Saved data entries:

use std::path::PathBuf;

use clap::{
    CommandFactory, Parser, Subcommand,
    builder::{
        Styles,
        styling::{AnsiColor, Effects},
    },
};
use clap_complete::{Shell, generate};

use wayfinder::{cli, config, error};

fn styles() -> Styles {
    Styles::styled()
        .header(AnsiColor::White.on_default() | Effects::BOLD)
        .usage(AnsiColor::White.on_default() | Effects::BOLD)
        .literal(AnsiColor::BrightBlue.on_default())
        .placeholder(AnsiColor::BrightGreen.on_default())
}

#[derive(Parser, Debug, Clone)]
#[clap(
  version = env!("CARGO_PKG_VERSION"),
  name=env!("CARGO_PKG_NAME"),
  bin_name=env!("CARGO_PKG_NAME"),
  author=env!("CARGO_PKG_AUTHORS"),
  about=env!("CARGO_PKG_DESCRIPTION"),
  styles=styles(),
)]
struct Cli {
    #[clap(subcommand)]
    command: Command,
}

#[derive(Subcommand, Debug, Clone)]
pub enum Command {
    /// Authorize with Spotify API
    Auth,

    /// Forget stored credentials
    Logout,

    /// Load the complete listening history
    Load(LoadOptions),

    /// List saved tracks from the last loaded snapshot
    Library(LibraryOptions),

    /// Show the current user's profile
    Profile,

    /// Get shell completions
    Completions(CompletionsOption),
}

#[derive(Parser, Debug, Clone)]
pub struct LoadOptions {
    /// Write the whole dataset as JSON to this file
    #[clap(long, short)]
    output: Option<PathBuf>,

    /// Match genres to tracks by list position instead of artist id
    #[clap(long)]
    positional_genres: bool,
}

#[derive(Parser, Debug, Clone)]
pub struct LibraryOptions {
    /// Filter by track, artist or genre
    #[clap(long)]
    search: Option<String>,

    /// Show at most this many tracks
    #[clap(long)]
    limit: Option<usize>,
}

#[derive(Parser, Debug, Clone)]
pub struct CompletionsOption {
    shell: Shell,
}

#[tokio::main]
async fn main() {
    env_logger::Builder::from_env(env_logger::Env::default().default_filter_or("warn")).init();

    if let Err(e) = config::load_env().await {
        error!("Cannot load environment. Err: {}", e);
    }

    let cli = Cli::parse();

    match cli.command {
        Command::Auth => cli::auth().await,
        Command::Logout => cli::logout().await,
        Command::Load(opt) => cli::load(opt.output, opt.positional_genres).await,
        Command::Library(opt) => cli::library(opt.search, opt.limit).await,
        Command::Profile => cli::profile().await,
        Command::Completions(opt) => {
            let mut cmd = Cli::command();
            let name = cmd.get_name().to_string();
            generate(opt.shell, &mut cmd, name, &mut std::io::stdout())
        }
    }
}
use std::path::{Path, PathBuf};

use tabled::Table;

use crate::{
    aggregate::GenreMode,
    config::EngineConfig,
    error,
    management::{FileStore, LibrarySnapshotManager, SessionManager},
    session, success,
    types::Dataset,
    utils, warning,
};

/// Loads the complete listening history.
///
/// Resolves the session (refreshing if needed), runs the aggregation, stores
/// the library snapshot and optionally writes the whole dataset as JSON to
/// `output`. Any fatal failure ends in a visible error with exit code 1.
pub async fn load(output: Option<PathBuf>, positional_genres: bool) {
    let mut config = match EngineConfig::from_env() {
        Ok(config) => config,
        Err(e) => error!("Invalid engine configuration: {}", e),
    };
    if positional_genres {
        config.genre_mode = GenreMode::Positional;
    }

    let store = SessionManager::new(FileStore::default());
    let context = match session::ensure_session(&store).await {
        Ok(context) => context,
        Err(e) => error!("{}", e),
    };

    let pb = utils::spinner("Loading listening history...");
    let report = match session::run(&context, &config).await {
        Ok(report) => report,
        Err(e) => {
            pb.finish_and_clear();
            error!("Failed to load listening history: {}", e);
        }
    };
    pb.finish_and_clear();

    if !report.is_complete() {
        warning!(
            "{} library pages could not be fetched and were left out",
            report.failures.len()
        );
        for failure in &report.failures {
            log::warn!("{failure}");
        }
    }

    let dataset = report.dataset;
    let snapshot = LibrarySnapshotManager::new(dataset.library.clone());
    if let Err(e) = snapshot.persist().await {
        warning!("Failed to write library snapshot: {}", e);
    }

    if let Some(path) = output {
        if let Err(e) = write_dataset(&path, &dataset).await {
            error!("Failed to write {}: {}", path.display(), e);
        }
        success!("Wrote dataset to {}", path.display());
    }

    summarize(&dataset);
}

async fn write_dataset(path: &Path, dataset: &Dataset) -> crate::Result<()> {
    if let Some(parent) = path.parent().filter(|p| !p.as_os_str().is_empty()) {
        async_fs::create_dir_all(parent).await?;
    }
    let json = serde_json::to_string_pretty(dataset)?;
    async_fs::write(path, json).await?;
    Ok(())
}

fn summarize(dataset: &Dataset) {
    let name = dataset
        .profile
        .display_name
        .as_deref()
        .unwrap_or(&dataset.profile.id);
    success!(
        "Loaded {} saved tracks and {} recently played for {}",
        dataset.library.len(),
        dataset.recently_played.len(),
        name
    );

    let artists = utils::artist_rows(&dataset.top_artists, 5);
    if !artists.is_empty() {
        println!("{}", Table::new(artists));
    }

    let genres = utils::genre_counts(&dataset.library);
    if !genres.is_empty() {
        let top: Vec<String> = genres
            .iter()
            .take(10)
            .map(|(genre, count)| format!("{genre} ({count})"))
            .collect();
        success!("Top genres: {}", top.join(", "));
    }
}
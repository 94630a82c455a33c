use std::{sync::Arc, time::Duration};

use tokio::{sync::Mutex, time::Instant};

use super::{Entry, SessionContext, resolve};
use crate::{
    error::{Result, WayfinderError},
    info,
    management::{KeyValueStore, SessionManager},
    pkce::PkcePair,
    server::start_api_server,
    spotify::auth::{authorize_url, exchange_code_pkce, refresh_token},
    types::AuthCallback,
    warning,
};

/// How long `authenticate` waits for the browser to come back.
pub const CALLBACK_TIMEOUT: Duration = Duration::from_secs(120);

/// Carries out one resolved entry branch.
///
/// `Proceed`, `Refresh` and `ExchangeCode` end in a usable context.
/// `Denied` becomes [`WayfinderError::AuthDenied`] and `BeginPkce` becomes
/// [`WayfinderError::NotAuthenticated`], since the redirect needs a browser.
pub async fn settle<S: KeyValueStore>(
    session: &SessionManager<S>,
    entry: Entry,
) -> Result<SessionContext> {
    match entry {
        Entry::Proceed(context) => Ok(context),
        Entry::Refresh(refresh) => {
            log::debug!("access token expired, refreshing");
            let token = refresh_token(&refresh).await?;
            session.save_token(&token).await
        }
        Entry::ExchangeCode { code, verifier } => {
            session.record_authorization_code(&code).await?;
            let token = exchange_code_pkce(&code, &verifier).await?;
            session.save_token(&token).await
        }
        Entry::Denied(reason) => Err(WayfinderError::AuthDenied(reason)),
        Entry::BeginPkce => Err(WayfinderError::NotAuthenticated),
    }
}

/// Context for a non-interactive command, refreshing the token if needed.
pub async fn ensure_session<S: KeyValueStore>(
    session: &SessionManager<S>,
) -> Result<SessionContext> {
    let entry = resolve(session, &AuthCallback::default()).await?;
    settle(session, entry).await
}

/// Full PKCE login through the browser.
///
/// Stores a fresh verifier and challenge, serves the callback locally, opens
/// the authorization page and waits up to [`CALLBACK_TIMEOUT`] for the
/// redirect before exchanging the code.
pub async fn authenticate<S: KeyValueStore>(
    session: &SessionManager<S>,
) -> Result<SessionContext> {
    let pair = PkcePair::generate();
    session.begin_pkce(&pair).await?;
    let url = authorize_url(&pair.challenge)?;

    let callback_state: Arc<Mutex<Option<AuthCallback>>> = Arc::new(Mutex::new(None));
    let server = tokio::spawn(start_api_server(Arc::clone(&callback_state)));

    info!("Opening the authorization page in your browser...");
    if webbrowser::open(&url).is_err() {
        warning!(
            "Failed to open browser. Please navigate to the following URL manually:\n{}",
            url
        );
    }

    let waited = wait_for_callback(&callback_state, &server).await;
    server.abort();

    let callback = match waited {
        Ok(Some(callback)) => callback,
        Ok(None) => {
            return Err(WayfinderError::AuthDenied(
                "no response from the authorization page".to_string(),
            ));
        }
        Err(err) => return Err(err),
    };

    let entry = resolve(session, &callback).await?;
    settle(session, entry).await
}

async fn wait_for_callback(
    state: &Arc<Mutex<Option<AuthCallback>>>,
    server: &tokio::task::JoinHandle<Result<()>>,
) -> Result<Option<AuthCallback>> {
    let start = Instant::now();

    while start.elapsed() < CALLBACK_TIMEOUT {
        if let Some(callback) = state.lock().await.take() {
            return Ok(Some(callback));
        }
        if server.is_finished() {
            return Err(WayfinderError::Config(
                "callback server stopped before the redirect arrived, check SERVER_ADDRESS"
                    .to_string(),
            ));
        }
        tokio::time::sleep(Duration::from_millis(500)).await;
    }

    Ok(None)
}
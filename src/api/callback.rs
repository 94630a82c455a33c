use std::{collections::HashMap, sync::Arc};

use axum::{Extension, extract::Query, response::Html};
use tokio::sync::Mutex;

use crate::types::AuthCallback;

/// Redirect target of the authorization page.
///
/// Only records `code` and `error`; exchanging the code happens in the
/// waiting session flow.
pub async fn callback(
    Query(params): Query<HashMap<String, String>>,
    Extension(shared_state): Extension<Arc<Mutex<Option<AuthCallback>>>>,
) -> Html<&'static str> {
    let callback = AuthCallback {
        code: params.get("code").cloned(),
        error: params.get("error").cloned(),
    };

    let page = match (&callback.code, &callback.error) {
        (_, Some(_)) => "<h4>Authorization was denied.</h4><p>You can close this window.</p>",
        (Some(_), None) => "<h2>Authentication successful.</h2><p>You can close this window.</p>",
        (None, None) => return Html("<h4>Missing authorization code.</h4>"),
    };

    *shared_state.lock().await = Some(callback);
    Html(page)
}
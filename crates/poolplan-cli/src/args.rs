use std::path::PathBuf;

use clap::{Parser, Subcommand};

use crate::cli::{
    ExpandArgs, OverrideCommands, PausePlanArgs, PlanCommands, ResumePlanArgs, ScheduleArgs,
};

/// Scheduling for recurring pool service plans
///
/// poolplan stores service plans (weekly, every two weeks, monthly, or twice
/// per week or month), per-date window overrides and pauses, and expands
/// them into concrete visit dates and invoice batches for any date range.
#[derive(Parser)]
#[command(version, about, name = "pp")]
pub struct Args {
    /// Path to the SQLite database file. Defaults to
    /// $XDG_DATA_HOME/poolplan/poolplan.db
    #[arg(long, global = true)]
    pub database_file: Option<PathBuf>,

    /// Disable colored output and use plain text
    #[arg(long, global = true)]
    pub no_color: bool,

    #[command(subcommand)]
    pub command: Option<Commands>,
}

/// Available commands for the poolplan CLI
#[derive(Subcommand)]
pub enum Commands {
    /// Manage service plans
    #[command(alias = "p")]
    Plan {
        #[command(subcommand)]
        command: PlanCommands,
    },
    /// Manage per-date window overrides
    #[command(alias = "o")]
    Override {
        #[command(subcommand)]
        command: OverrideCommands,
    },
    /// Pause a plan from a date, until a date or indefinitely
    Pause(PausePlanArgs),
    /// Lift a plan's pause
    Resume(ResumePlanArgs),
    /// List a stored plan's visits within a date range
    #[command(alias = "s")]
    Schedule(ScheduleArgs),
    /// Group a stored plan's visits into invoice batches
    Invoice(ScheduleArgs),
    /// Expand a plan described in a JSON file without touching the database
    Expand(ExpandArgs),
}
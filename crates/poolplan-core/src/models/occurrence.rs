//! Derived visit occurrences.

use jiff::civil::Date;
use serde::{Deserialize, Serialize};

use super::TimeWindow;

/// One scheduled visit produced by expanding a plan. Never persisted.
#[derive(Debug, Clone, Copy, Serialize, Deserialize, PartialEq, Eq, Hash)]
pub struct Occurrence {
    pub date: Date,
    /// Resolved window; `None` when neither an override nor the plan
    /// supplies one
    #[serde(default, skip_serializing_if = "Option::is_none")]
    pub window: Option<TimeWindow>,
}

impl Occurrence {
    pub fn new(date: Date, window: Option<TimeWindow>) -> Self {
        Self { date, window }
    }
}
//! Resolution of a plan's frequency and anchors into a stepping rule.

use jiff::{civil::Date, ToSpan};

use crate::{
    error::{PlanError, Result},
    models::{DayOfMonth, DayOfWeek, Frequency, ServicePlan},
};

/// A validated recurrence pattern. Building one is the only fallible step of
/// expansion, so a malformed plan never yields a partial sequence.
#[derive(Debug, Clone, PartialEq, Eq)]
pub(crate) enum Rule {
    /// Every week on each listed day
    Weekly(Vec<DayOfWeek>),
    /// Every 14 days from a fixed anchor date
    Biweekly(Date),
    /// Every month on each listed day
    Monthly(Vec<DayOfMonth>),
}

impl Rule {
    pub(crate) fn from_plan(plan: &ServicePlan) -> Result<Self> {
        match plan.frequency {
            Frequency::Weekly | Frequency::OnceWeek => Ok(Rule::Weekly(vec![require_dow(plan)?])),
            Frequency::TwiceWeek => {
                let first = require_dow(plan)?;
                let second = plan
                    .second_dow
                    .ok_or_else(|| PlanError::missing_anchor("second_dow"))?;
                if first == second {
                    return Err(PlanError::invalid_anchor(
                        "second_dow",
                        format!("must differ from dow ({first})"),
                    ));
                }
                Ok(Rule::Weekly(vec![first, second]))
            }
            Frequency::Biweekly => {
                let dow = require_dow(plan)?;
                let anchor = plan
                    .cycle_anchor
                    .ok_or_else(|| PlanError::missing_anchor("cycle_anchor"))?;
                if !dow.matches(anchor) {
                    return Err(PlanError::invalid_anchor(
                        "cycle_anchor",
                        format!("{anchor} does not fall on {dow}"),
                    ));
                }
                Ok(Rule::Biweekly(anchor))
            }
            Frequency::Monthly | Frequency::OnceMonth => {
                Ok(Rule::Monthly(vec![require_dom(plan)?]))
            }
            Frequency::TwiceMonth => {
                let first = require_dom(plan)?;
                let second = plan
                    .second_dom
                    .ok_or_else(|| PlanError::missing_anchor("second_dom"))?;
                if first == second {
                    return Err(PlanError::invalid_anchor(
                        "second_dom",
                        format!("must differ from dom ({first})"),
                    ));
                }
                Ok(Rule::Monthly(vec![first, second]))
            }
        }
    }

    /// All dates in `[lower, upper]` produced by the rule, ascending and
    /// without duplicates.
    pub(crate) fn dates_between(&self, lower: Date, upper: Date) -> Result<Vec<Date>> {
        let mut dates = Vec::new();
        match self {
            Rule::Weekly(days) => {
                for day in days {
                    step_from(&mut dates, add_days(lower, day.days_from(lower)), 7, upper);
                }
            }
            Rule::Biweekly(anchor) => {
                let delta = anchor
                    .until(lower)
                    .map_err(|e| PlanError::invalid_anchor("cycle_anchor", e.to_string()))?
                    .get_days();
                let offset = (14 - i64::from(delta).rem_euclid(14)) % 14;
                step_from(&mut dates, add_days(lower, offset), 14, upper);
            }
            Rule::Monthly(days) => {
                let mut month = Some(lower.first_of_month());
                while let Some(current) = month.filter(|m| *m <= upper) {
                    for day in days {
                        let date = day.resolve(current);
                        if date >= lower && date <= upper {
                            dates.push(date);
                        }
                    }
                    month = current.checked_add(1.month()).ok();
                }
            }
        }
        dates.sort_unstable();
        dates.dedup();
        Ok(dates)
    }
}

fn require_dow(plan: &ServicePlan) -> Result<DayOfWeek> {
    plan.dow.ok_or_else(|| PlanError::missing_anchor("dow"))
}

fn require_dom(plan: &ServicePlan) -> Result<DayOfMonth> {
    plan.dom.ok_or_else(|| PlanError::missing_anchor("dom"))
}

/// Adds whole days, returning `None` past the end of the supported calendar.
pub(crate) fn add_days(date: Date, days: i64) -> Option<Date> {
    date.checked_add(days.days()).ok()
}

fn step_from(dates: &mut Vec<Date>, first: Option<Date>, step: i64, upper: Date) {
    let mut next = first;
    while let Some(date) = next.filter(|d| *d <= upper) {
        dates.push(date);
        next = add_days(date, step);
    }
}

/// The first date on or after `from` that falls on `dow`. Used to fix a
/// biweekly plan's cycle anchor.
pub fn first_on_or_after(dow: DayOfWeek, from: Date) -> Option<Date> {
    add_days(from, dow.days_from(from))
}
//! Window override and pause operations for the Scheduler.

use super::{today, Scheduler};
use crate::{
    error::{PlanError, Result},
    models::{PausePeriod, WindowOverride},
    params::{AddOverride, Id, PausePlan, RemoveOverride},
};

impl Scheduler {
    /// Stores an override for one date, replacing any existing one.
    ///
    /// Returns the stored override and whether an earlier one was replaced.
    pub async fn add_override(&self, params: &AddOverride) -> Result<(WindowOverride, bool)> {
        let entry = params.validate()?;
        let plan_id = params.plan_id;
        let stored = entry.clone();
        let replaced = self
            .with_db(move |db| {
                if !db.plan_exists(plan_id)? {
                    return Err(PlanError::PlanNotFound { id: plan_id });
                }
                db.upsert_override(plan_id, &stored)
            })
            .await?;
        log::debug!("Override for plan {plan_id} on {} (replaced: {replaced})", entry.date);
        Ok((entry, replaced))
    }

    pub async fn remove_override(&self, params: &RemoveOverride) -> Result<()> {
        let date = params.date()?;
        let plan_id = params.plan_id;
        self.with_db(move |db| {
            if !db.plan_exists(plan_id)? {
                return Err(PlanError::PlanNotFound { id: plan_id });
            }
            if db.remove_override(plan_id, date)? {
                Ok(())
            } else {
                Err(PlanError::invalid_input("date")
                    .with_reason(format!("plan {plan_id} has no override on {date}")))
            }
        })
        .await
    }

    /// Lists a plan's overrides in date order.
    pub async fn list_overrides(&self, params: &Id) -> Result<Vec<WindowOverride>> {
        let plan_id = params.id;
        self.with_db(move |db| {
            if !db.plan_exists(plan_id)? {
                return Err(PlanError::PlanNotFound { id: plan_id });
            }
            db.list_overrides(plan_id, None)
        })
        .await
    }

    /// Pauses a plan, replacing any existing pause.
    pub async fn pause_plan(&self, params: &PausePlan) -> Result<PausePeriod> {
        let pause = params.validate(today())?;
        let plan_id = params.plan_id;
        let stored = pause.clone();
        self.with_db(move |db| {
            if !db.plan_exists(plan_id)? {
                return Err(PlanError::PlanNotFound { id: plan_id });
            }
            db.set_pause(plan_id, &stored)
        })
        .await?;
        log::info!("Paused plan {plan_id} from {}", pause.starts_on);
        Ok(pause)
    }

    /// Clears a plan's pause, returning the pause that was lifted.
    pub async fn resume_plan(&self, params: &Id) -> Result<PausePeriod> {
        let plan_id = params.id;
        let pause = self
            .with_db(move |db| {
                if !db.plan_exists(plan_id)? {
                    return Err(PlanError::PlanNotFound { id: plan_id });
                }
                let pause = db.get_pause(plan_id)?.ok_or_else(|| {
                    PlanError::invalid_input("plan_id")
                        .with_reason(format!("plan {plan_id} is not paused"))
                })?;
                db.clear_pause(plan_id)?;
                Ok(pause)
            })
            .await?;
        log::info!("Resumed plan {plan_id}");
        Ok(pause)
    }

    pub async fn get_pause(&self, params: &Id) -> Result<Option<PausePeriod>> {
        let plan_id = params.id;
        self.with_db(move |db| {
            if !db.plan_exists(plan_id)? {
                return Err(PlanError::PlanNotFound { id: plan_id });
            }
            db.get_pause(plan_id)
        })
        .await
    }
}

What is being asked: Lines that contain "OverrideCommands" are the result; find them in the entries above and copy each one.

Answer below:
    ExpandArgs, OverrideCommands, PausePlanArgs, PlanCommands, ResumePlanArgs, ScheduleArgs,
        command: OverrideCommands,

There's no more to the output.